● TASK INPUT
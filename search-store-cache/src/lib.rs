//! redb-backed implementation of [`search_core::store::ResultCache`].
//!
//! Grounded on the teacher's `RedbStorage` (`memory-storage-redb/src/lib.rs`):
//! a single [`redb::Database`] opened once, every blocking redb call run
//! through [`tokio::task::spawn_blocking`] with a timeout, one table per
//! concern, postcard for on-disk encoding.

use std::path::Path;
use std::sync::Arc;
use std::time::Duration;

use redb::{Database, TableDefinition};
use search_core::error::{Error, Result};
use tracing::info;

mod entry;
mod result_cache;

pub use entry::CacheEntry;

const CACHE_TABLE: TableDefinition<&str, &[u8]> = TableDefinition::new("search_cache");

const DB_OPERATION_TIMEOUT: Duration = Duration::from_secs(5);

async fn with_db_timeout<T, F>(operation: F) -> Result<T>
where
    F: FnOnce() -> Result<T> + Send + 'static,
    T: Send + 'static,
{
    match tokio::time::timeout(DB_OPERATION_TIMEOUT, tokio::task::spawn_blocking(operation)).await
    {
        Ok(Ok(result)) => result,
        Ok(Err(join_err)) => Err(Error::StoreUnavailable(format!(
            "cache task join error: {join_err}"
        ))),
        Err(_) => Err(Error::StoreUnavailable(format!(
            "cache operation timed out after {DB_OPERATION_TIMEOUT:?}"
        ))),
    }
}

/// The redb-backed search result cache (spec C3).
pub struct RedbResultCache {
    db: Arc<Database>,
}

impl RedbResultCache {
    /// Open (creating if absent) the cache database at `path`.
    pub async fn new(path: &Path) -> Result<Self> {
        info!(path = %path.display(), "opening result cache database");
        let path_buf = path.to_path_buf();

        let db = with_db_timeout(move || {
            Database::create(&path_buf)
                .map_err(|e| Error::StoreUnavailable(format!("failed to open cache db: {e}")))
        })
        .await?;

        let store = Self { db: Arc::new(db) };
        store.initialize_table().await?;
        Ok(store)
    }

    /// Open an in-memory-backed cache for tests: a tempdir-local file,
    /// since redb has no true `:memory:` mode.
    #[cfg(test)]
    async fn new_in_dir(dir: &tempfile::TempDir) -> Result<Self> {
        Self::new(&dir.path().join("cache.redb")).await
    }

    async fn initialize_table(&self) -> Result<()> {
        let db = Arc::clone(&self.db);
        with_db_timeout(move || {
            let write_txn = db
                .begin_write()
                .map_err(|e| Error::StoreUnavailable(format!("begin write failed: {e}")))?;
            {
                let _table = write_txn
                    .open_table(CACHE_TABLE)
                    .map_err(|e| Error::StoreUnavailable(format!("open table failed: {e}")))?;
            }
            write_txn
                .commit()
                .map_err(|e| Error::StoreUnavailable(format!("commit failed: {e}")))?;
            Ok(())
        })
        .await
    }
}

● WHAT TO WORK ON
Begin at the first line of the records above and restate each line word for word, stopping after the line with "let db = with_db_timeout(move".

● YOUR SOLUTION
filename search-store-cache/src/lib.rs
//! redb-backed implementation of [`search_core::store::ResultCache`].
//!
//! Grounded on the teacher's `RedbStorage` (`memory-storage-redb/src/lib.rs`):
//! a single [`redb::Database`] opened once, every blocking redb call run
//! through [`tokio::task::spawn_blocking`] with a timeout, one table per
//! concern, postcard for on-disk encoding.

use std::path::Path;
use std::sync::Arc;
use std::time::Duration;

use redb::{Database, TableDefinition};
use search_core::error::{Error, Result};
use tracing::info;

mod entry;
mod result_cache;

pub use entry::CacheEntry;

const CACHE_TABLE: TableDefinition<&str, &[u8]> = TableDefinition::new("search_cache");

const DB_OPERATION_TIMEOUT: Duration = Duration::from_secs(5);

async fn with_db_timeout<T, F>(operation: F) -> Result<T>
where
    F: FnOnce() -> Result<T> + Send + 'static,
    T: Send + 'static,
{
    match tokio::time::timeout(DB_OPERATION_TIMEOUT, tokio::task::spawn_blocking(operation)).await
    {
        Ok(Ok(result)) => result,
        Ok(Err(join_err)) => Err(Error::StoreUnavailable(format!(
            "cache task join error: {join_err}"
        ))),
        Err(_) => Err(Error::StoreUnavailable(format!(
            "cache operation timed out after {DB_OPERATION_TIMEOUT:?}"
        ))),
    }
}

/// The redb-backed search result cache (spec C3).
pub struct RedbResultCache {
    db: Arc<Database>,
}

impl RedbResultCache {
    /// Open (creating if absent) the cache database at `path`.
    pub async fn new(path: &Path) -> Result<Self> {
        info!(path = %path.display(), "opening result cache database");
        let path_buf = path.to_path_buf();

        let db = with_db_timeout(move || {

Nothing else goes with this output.